看别人代码看到的,原生的应该没有这种语法吧。
是numpy库里的吗?
我来解释一下语法。[:,2]
这是下标操作,对应于特殊方法 __getitem__(self, xxx)
以及 __setiterm__(self, xxx, value)
,其中 xxx 就是 [] 里边的那个值。
那么,[:,2]
里边是个什么东西呢?我们看看:
>>> class T:
... def __getitem__(self, x):
... print(x)
...
>>> t = T()
>>> t[:,2]
(slice(None, None, None), 2)
首先呢,由 ,
构造了一个两个元素的 tuple。前一个元素是 :
,后一个是 2。而在下标操作中,:
是特殊的:它会构造一个 slice 对象。完整的语法是:start:stop:step
,省略的部分取默认值 None。省略 step 时也可以省掉它前边的冒号。
详情可以查阅文档的 Language Reference 相关部分。
相对于一维数组而言,二维(多维)数组用的会更多。

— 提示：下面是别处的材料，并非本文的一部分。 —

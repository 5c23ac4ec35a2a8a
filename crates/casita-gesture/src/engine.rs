//! Edge intake: one classifier per button, created on first sight

use crate::classifier::{ButtonClassifier, GestureConfig};
use crate::registry::ListenerRegistry;
use casita_core::{ButtonId, EdgeEvent};
use dashmap::DashMap;
use std::sync::Arc;

/// Owns the per-button classifiers and feeds them raw edges
///
/// Buttons classify fully independently; the engine only routes each edge
/// to its button's classifier, creating one lazily the first time a
/// button is seen.
pub struct GestureEngine {
    config: GestureConfig,
    registry: Arc<ListenerRegistry>,
    classifiers: DashMap<ButtonId, Arc<ButtonClassifier>>,
}

impl GestureEngine {
    pub fn new(config: GestureConfig, registry: Arc<ListenerRegistry>) -> Self {
        Self {
            config,
            registry,
            classifiers: DashMap::new(),
        }
    }

    /// The registry gestures are dispatched through
    pub fn registry(&self) -> &Arc<ListenerRegistry> {
        &self.registry
    }

    /// Route one raw edge to its button's classifier
    pub fn handle_edge(&self, event: EdgeEvent) {
        let classifier = self
            .classifiers
            .entry(event.button.clone())
            .or_insert_with(|| {
                Arc::new(ButtonClassifier::new(
                    event.button.clone(),
                    self.config,
                    self.registry.clone(),
                ))
            })
            .clone();
        classifier.handle_edge(event.edge);
    }

    /// Number of buttons seen so far
    pub fn button_count(&self) -> usize {
        self.classifiers.len()
    }
}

一般语法是arr_name[行操作, 列操作]
先随机产生一个3*4的数组。
arr = np.arange(12).reshape((3, 4))
out:
array([[ 0, 1, 2, 3],
[ 4, 5, 6, 7],
[ 8, 9, 10, 11]])
arr[i, :] #取第i行数据
arr[i:j, :] #取第i行到第j行的数据
arr[:,0] # 取第0列的数据,以行的形式返回的
out:
array([0, 4, 8])
arr[:,:1] # 取第0列的数据,以列的形式返回的
out:
array([[0],
[4],
[8]])
# 取第一维的索引1到索引2之间的元素,也就是第二行
# 取第二维的索引1到索引3之间的元素,也就是第二列和第三列
arr[1:2, 1:3]
out:
array([[5, 6]])
# 取第一维的全部
# 按步长为2取第二维的索引0到末尾之间的元素,也就是第一列和第三列
arr[:, ::2]
out:
array([[ 0, 2],
[ 4, 6],
[ 8, 10]])
对列表进行切片,参见
Python https://docs.python.org/3/tut...
Numpy https://docs.scipy.org/doc/nu...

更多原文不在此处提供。